• _The problem_:
Retype the full listing without altering anything.
═════ Input ═════
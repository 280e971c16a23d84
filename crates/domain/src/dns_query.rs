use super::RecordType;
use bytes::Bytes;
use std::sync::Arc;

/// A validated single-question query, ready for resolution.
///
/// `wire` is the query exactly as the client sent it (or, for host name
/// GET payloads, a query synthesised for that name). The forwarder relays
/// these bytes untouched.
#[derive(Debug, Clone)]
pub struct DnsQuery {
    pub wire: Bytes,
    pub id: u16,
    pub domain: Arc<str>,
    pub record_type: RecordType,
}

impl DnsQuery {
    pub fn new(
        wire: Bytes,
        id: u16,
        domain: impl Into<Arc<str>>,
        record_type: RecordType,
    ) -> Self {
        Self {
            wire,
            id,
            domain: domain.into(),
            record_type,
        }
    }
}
═════
• _Your response_:
repository 280e971c16a23d84
filename crates/domain/src/dns_query.rs
use super::RecordType;
use bytes::Bytes;
use std::sync::Arc;

/// A validated single-question query, ready for resolution.
///
/// `wire` is the query exactly as the client sent it (or, for host name
/// GET payloads, a query synthesised for that name). The forwarder relays
/// these bytes untouched.
#[derive(Debug, Clone)]
pub struct DnsQuery {
    pub wire: Bytes,
    pub id: u16,
    pub domain: Arc<str>,
    pub record_type: RecordType,
}

impl DnsQuery {
    pub fn new(
        wire: Bytes,
        id: u16,
        domain: impl Into<Arc<str>>,
        record_type: RecordType,
    ) -> Self {
        Self {
            wire,
            id,
            domain: domain.into(),
            record_type,
        }
    }
}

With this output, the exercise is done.